Activists and scientists alike have decried the lack of scientific evidence that such programs actually reduce shark attack risks. Sea Shepherd's attorneys argued in their court documents that the federal government erred when it provided Western Australia with exemptions to the Fisheries Management Act, which normally protects the targeted sharks as protected species. They say corners were cut when it came to consulting the public and experts before the exemptions were granted, an argument rejected by the WA Supreme Court.

While critics have seized on the recent shark capture data as evidence that the shark cull is already a failure, government officials argue that it vindicates the program.

“We have caught and destroyed a number of large sharks,” the state’s fisheries minister, Ken Baston, said in a statement. “This catch data proves there are a large number of big sharks near these beaches.”
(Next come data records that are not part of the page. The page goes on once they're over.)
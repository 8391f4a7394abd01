//! Error types for the payroll engine.
//!
//! This module provides strongly-typed errors using the `thiserror` crate
//! for every failure the scheduling and versioning operations can report.

use chrono::NaiveDate;
use serde::ser::{Serialize, SerializeStruct, Serializer};
use thiserror::Error;
use uuid::Uuid;

/// The main error type for the payroll engine.
///
/// All fallible operations return this error type. Soft conditions such as
/// truncated generation or unknown holiday regions are not errors; they are
/// reported on the operation's outcome instead.
///
/// # Example
///
/// ```
/// use payroll_engine::error::EngineError;
///
/// let error = EngineError::ConfigNotFound {
///     path: "/missing/engine.yaml".to_string(),
/// };
/// assert_eq!(error.to_string(), "Configuration file not found: /missing/engine.yaml");
/// ```
#[derive(Debug, Clone, PartialEq, Eq, Error)]
pub enum EngineError {
    /// Configuration file was not found at the specified path.
    #[error("Configuration file not found: {path}")]
    ConfigNotFound {
        /// The path that was not found.
        path: String,
    },

    /// Configuration file could not be parsed.
    #[error("Failed to parse configuration file '{path}': {message}")]
    ConfigParseError {
        /// The path to the file that failed to parse.
        path: String,
        /// A description of the parse error.
        message: String,
    },

    /// The cycle, date type and date value cannot produce a date.
    #[error("Invalid payroll configuration: {message}")]
    InvalidConfiguration {
        /// A description of what made the configuration invalid.
        message: String,
    },

    /// A payroll family does not have exactly one current version.
    #[error("Versioning invariant violated for payroll family {family_id}: {current_count} current versions")]
    VersioningInvariantViolation {
        /// The root payroll id of the family.
        family_id: Uuid,
        /// How many current versions were found.
        current_count: usize,
    },

    /// A payroll date with the same original EFT date already exists.
    #[error("Payroll {payroll_id} already has a date for {original_eft_date}")]
    DuplicateDate {
        /// The payroll version that owns the existing row.
        payroll_id: Uuid,
        /// The original EFT date that collided.
        original_eft_date: NaiveDate,
    },

    /// Another change in the same batch already targets this payroll date.
    #[error("Payroll date {payroll_date_id} already has a pending change in this batch")]
    AssignmentConflict {
        /// The payroll date targeted twice.
        payroll_date_id: Uuid,
    },

    /// The caller's view of the current assignee is out of date.
    #[error("Payroll date {payroll_date_id} is assigned to {actual:?}, not {expected:?}")]
    StaleAssignment {
        /// The payroll date being reassigned.
        payroll_date_id: Uuid,
        /// The consultant the caller expected.
        expected: Option<Uuid>,
        /// The consultant actually assigned.
        actual: Option<Uuid>,
    },

    /// The change would leave the assignment as it already is.
    #[error("Payroll date {payroll_date_id} is already assigned to {consultant_id}")]
    AssignmentUnchanged {
        /// The payroll date.
        payroll_date_id: Uuid,
        /// The consultant already assigned.
        consultant_id: Uuid,
    },

    /// No payroll exists with the given id.
    #[error("Payroll not found: {payroll_id}")]
    PayrollNotFound {
        /// The id that was not found.
        payroll_id: Uuid,
    },

    /// No payroll date matched the lookup.
    #[error("Payroll date not found: {reference}")]
    PayrollDateNotFound {
        /// The id or (payroll, date) pair that was looked up.
        reference: String,
    },

    /// The operation requires the current version of the family.
    #[error("Payroll {payroll_id} is not the current version")]
    VersionNotCurrent {
        /// The payroll version that was addressed.
        payroll_id: Uuid,
    },

    /// The operation requires a draft version.
    #[error("Payroll {payroll_id} is not a draft version")]
    VersionNotDraft {
        /// The payroll version that was addressed.
        payroll_id: Uuid,
    },

    /// The draft's parent has been superseded since the draft was created.
    #[error("Draft {payroll_id} was based on {parent_id}, which is no longer current")]
    StaleVersion {
        /// The draft being activated.
        payroll_id: Uuid,
        /// The parent recorded on the draft.
        parent_id: Uuid,
    },

    /// The family already has a draft awaiting activation.
    #[error("Payroll family {family_id} already has a pending draft {draft_id}")]
    PendingDraft {
        /// The root payroll id of the family.
        family_id: Uuid,
        /// The pending draft.
        draft_id: Uuid,
    },

    /// The payroll has no backup consultant to fall back to.
    #[error("Payroll {payroll_id} has no backup consultant")]
    NoBackupConsultant {
        /// The payroll version that was addressed.
        payroll_id: Uuid,
    },

    /// The operation ran past its deadline and applied nothing.
    #[error("Operation timed out: {operation}")]
    Timeout {
        /// The operation that timed out.
        operation: String,
    },
}

impl EngineError {
    /// Stable machine-readable code for this error.
    pub fn code(&self) -> &'static str {
        match self {
            EngineError::ConfigNotFound { .. } => "CONFIG_NOT_FOUND",
            EngineError::ConfigParseError { .. } => "CONFIG_PARSE_ERROR",
            EngineError::InvalidConfiguration { .. } => "INVALID_CONFIGURATION",
            EngineError::VersioningInvariantViolation { .. } => "VERSIONING_INVARIANT_VIOLATION",
            EngineError::DuplicateDate { .. } => "DUPLICATE_DATE",
            EngineError::AssignmentConflict { .. } => "ASSIGNMENT_CONFLICT",
            EngineError::StaleAssignment { .. } => "STALE_ASSIGNMENT",
            EngineError::AssignmentUnchanged { .. } => "ASSIGNMENT_UNCHANGED",
            EngineError::PayrollNotFound { .. } => "PAYROLL_NOT_FOUND",
            EngineError::PayrollDateNotFound { .. } => "PAYROLL_DATE_NOT_FOUND",
            EngineError::VersionNotCurrent { .. } => "VERSION_NOT_CURRENT",
            EngineError::VersionNotDraft { .. } => "VERSION_NOT_DRAFT",
            EngineError::StaleVersion { .. } => "STALE_VERSION",
            EngineError::PendingDraft { .. } => "PENDING_DRAFT",
            EngineError::NoBackupConsultant { .. } => "NO_BACKUP_CONSULTANT",
            EngineError::Timeout { .. } => "TIMEOUT",
        }
    }
}

impl Serialize for EngineError {
    fn serialize<S: Serializer>(&self, serializer: S) -> Result<S::Ok, S::Error> {
        let mut state = serializer.serialize_struct("EngineError", 2)?;
        state.serialize_field("code", self.code())?;
        state.serialize_field("message", &self.to_string())?;
        state.end()
    }
}

/// A type alias for Results that return EngineError.
pub type EngineResult<T> = Result<T, EngineError>;
//! Python bindings for the Thorlabs TLUP LED controller driver.
//!
//! The `tlup` extension module exposes the process-wide [`Tlup`] facade as plain functions that
//! pass device handles around as integers, plus a small `Light` class.
//!
//! # Quick Start (Python)
//! ```python
//! import tlup
//!
//! for port in tlup.devices():
//!     device_id = tlup.init(port)
//!     name, serial, max_amps, max_volts, wavelength = tlup.info(device_id)
//!     tlup.set_amps(device_id, max_amps / 10)
//!     tlup.toggle(device_id, True)
//!     tlup.close(device_id)
//!
//! uv = tlup.Light("UV", port)
//! uv.state = 0.1  # sets the current and switches the output on
//! uv.close()
//! ```
//!
//! All errors derive from `tlup.TlupError` (a `RuntimeError`) and carry the driver status code in
//! their `code` attribute.
//!
//! Without the default `sdk` feature, the module is built against a simulated driver that has no
//! devices attached. This is what `cargo test --no-default-features` uses.

use pyo3::{create_exception, exceptions::PyRuntimeError, prelude::*};
use thorlabs_tlup::{DeviceHandle, ErrorKind, Light as TlupLight, Tlup};

#[cfg(feature = "sdk")]
type Driver = thorlabs_tlup::NativeDriver;
#[cfg(not(feature = "sdk"))]
type Driver = thorlabs_tlup::LoopbackDriver;

create_exception!(
    tlup,
    TlupError,
    PyRuntimeError,
    "Base class of all errors raised by the TLUP driver."
);
create_exception!(
    tlup,
    DiscoveryError,
    TlupError,
    "Searching for devices failed."
);
create_exception!(tlup, OpenError, TlupError, "Opening a device failed.");
create_exception!(tlup, CloseError, TlupError, "Closing a device failed.");
create_exception!(
    tlup,
    QueryError,
    TlupError,
    "Reading a value from a device failed."
);
create_exception!(
    tlup,
    SetError,
    TlupError,
    "Writing a value to a device failed."
);

/// Convert a driver error into the matching Python exception.
fn to_py_err(py: Python<'_>, err: thorlabs_tlup::TlupError) -> PyErr {
    let msg = err.to_string();
    let py_err = match err.kind() {
        ErrorKind::Discovery => DiscoveryError::new_err(msg),
        ErrorKind::Open => OpenError::new_err(msg),
        ErrorKind::Close => CloseError::new_err(msg),
        ErrorKind::Query => QueryError::new_err(msg),
        ErrorKind::Set => SetError::new_err(msg),
    };
    // Only fails if the exception object refuses attributes, which ours do not.
    let _ = py_err.value(py).setattr("code", err.code());
    py_err
}

/// The facade all functions of this module go through.
#[cfg(feature = "sdk")]
fn shared() -> &'static Tlup<Driver> {
    Tlup::shared()
}

/// The facade all functions of this module go through.
#[cfg(not(feature = "sdk"))]
fn shared() -> &'static Tlup<Driver> {
    static SHARED: once_cell::sync::Lazy<Tlup<Driver>> =
        once_cell::sync::Lazy::new(|| Tlup::new(Driver::default()));
    &SHARED
}

/// Return the resource names of all connected devices.
#[pyfunction]
fn devices(py: Python<'_>) -> PyResult<Vec<String>> {
    py.allow_threads(|| shared().list_devices())
        .map_err(|e| to_py_err(py, e))
}

/// Open the device at the given port and return its id.
#[pyfunction]
fn init(py: Python<'_>, port: &str) -> PyResult<u32> {
    py.allow_threads(|| shared().open(port))
        .map(|handle| handle.as_raw())
        .map_err(|e| to_py_err(py, e))
}

/// Close the device with the given id.
#[pyfunction]
fn close(py: Python<'_>, device_id: u32) -> PyResult<()> {
    py.allow_threads(|| shared().close(DeviceHandle::from_raw(device_id)))
        .map_err(|e| to_py_err(py, e))
}

/// Return name, serial number, current limit, voltage limit, and wavelength of the LED.
#[pyfunction]
fn info(py: Python<'_>, device_id: u32) -> PyResult<(String, String, f64, f64, f64)> {
    py.allow_threads(|| shared().get_info(&DeviceHandle::from_raw(device_id)))
        .map(|info| info.into_tuple())
        .map_err(|e| to_py_err(py, e))
}

/// Return the current setpoint in amperes.
#[pyfunction]
fn get_amps(py: Python<'_>, device_id: u32) -> PyResult<f64> {
    py.allow_threads(|| shared().get_current(&DeviceHandle::from_raw(device_id)))
        .map_err(|e| to_py_err(py, e))
}

/// Set the current setpoint in amperes.
#[pyfunction]
fn set_amps(py: Python<'_>, device_id: u32, amps: f64) -> PyResult<()> {
    py.allow_threads(|| shared().set_current(&DeviceHandle::from_raw(device_id), amps))
        .map_err(|e| to_py_err(py, e))
}

/// Switch the LED output on or off.
#[pyfunction]
fn toggle(py: Python<'_>, device_id: u32, on: bool) -> PyResult<()> {
    py.allow_threads(|| shared().set_output(&DeviceHandle::from_raw(device_id), on))
        .map_err(|e| to_py_err(py, e))
}

/// A named LED. Its `state` is the LED current in amperes.
#[pyclass(module = "tlup")]
struct Light {
    inner: Option<TlupLight<'static, Driver>>,
}

impl Light {
    fn light(&self) -> PyResult<&TlupLight<'static, Driver>> {
        self.inner
            .as_ref()
            .ok_or_else(|| PyRuntimeError::new_err("Light is closed."))
    }
}

#[pymethods]
impl Light {
    #[new]
    fn new(py: Python<'_>, name: &str, port: &str) -> PyResult<Self> {
        let light = py
            .allow_threads(|| TlupLight::open(shared(), name, port))
            .map_err(|e| to_py_err(py, e))?;
        Ok(Light { inner: Some(light) })
    }

    /// The name of the light.
    #[getter]
    fn name(&self) -> PyResult<String> {
        Ok(self.light()?.name().to_string())
    }

    /// The current setpoint in amperes.
    #[getter]
    fn state(&self, py: Python<'_>) -> PyResult<f64> {
        let light = self.light()?;
        py.allow_threads(|| light.state())
            .map_err(|e| to_py_err(py, e))
    }

    /// Set the current in amperes, the output is on for currents larger than zero.
    #[setter]
    fn set_state(&self, py: Python<'_>, amps: f64) -> PyResult<()> {
        let light = self.light()?;
        py.allow_threads(|| light.set_state(amps))
            .map_err(|e| to_py_err(py, e))
    }

    /// Close the device. Closing twice does nothing.
    fn close(&mut self, py: Python<'_>) -> PyResult<()> {
        match self.inner.take() {
            Some(light) => py
                .allow_threads(|| light.close())
                .map_err(|e| to_py_err(py, e)),
            None => Ok(()),
        }
    }

    fn __repr__(&self) -> String {
        match &self.inner {
            Some(light) => format!("Light(name='{}', {})", light.name(), light.handle()),
            None => "Light(closed)".to_string(),
        }
    }
}

#[pymodule]
fn tlup(m: &Bound<'_, PyModule>) -> PyResult<()> {
    let py = m.py();
    m.add_function(wrap_pyfunction!(devices, m)?)?;
    m.add_function(wrap_pyfunction!(init, m)?)?;
    m.add_function(wrap_pyfunction!(close, m)?)?;
    m.add_function(wrap_pyfunction!(info, m)?)?;
    m.add_function(wrap_pyfunction!(get_amps, m)?)?;
    m.add_function(wrap_pyfunction!(set_amps, m)?)?;
    m.add_function(wrap_pyfunction!(toggle, m)?)?;
    m.add_class::<Light>()?;
    m.add("TlupError", py.get_type::<TlupError>())?;
    m.add("DiscoveryError", py.get_type::<DiscoveryError>())?;
    m.add("OpenError", py.get_type::<OpenError>())?;
    m.add("CloseError", py.get_type::<CloseError>())?;
    m.add("QueryError", py.get_type::<QueryError>())?;
    m.add("SetError", py.get_type::<SetError>())?;
    Ok(())
}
Baston says he understands that some people don’t like the program, but that it’s needed to “restore some balance” along the beaches in favor of the human inhabitants.

Not only is the government standing by the culling program, it is expanding it; more drum lines are planned for release by the end of April. Which would seem to be bad news for populations of sharks that present little threat to the humans that the cull is supposed to protect.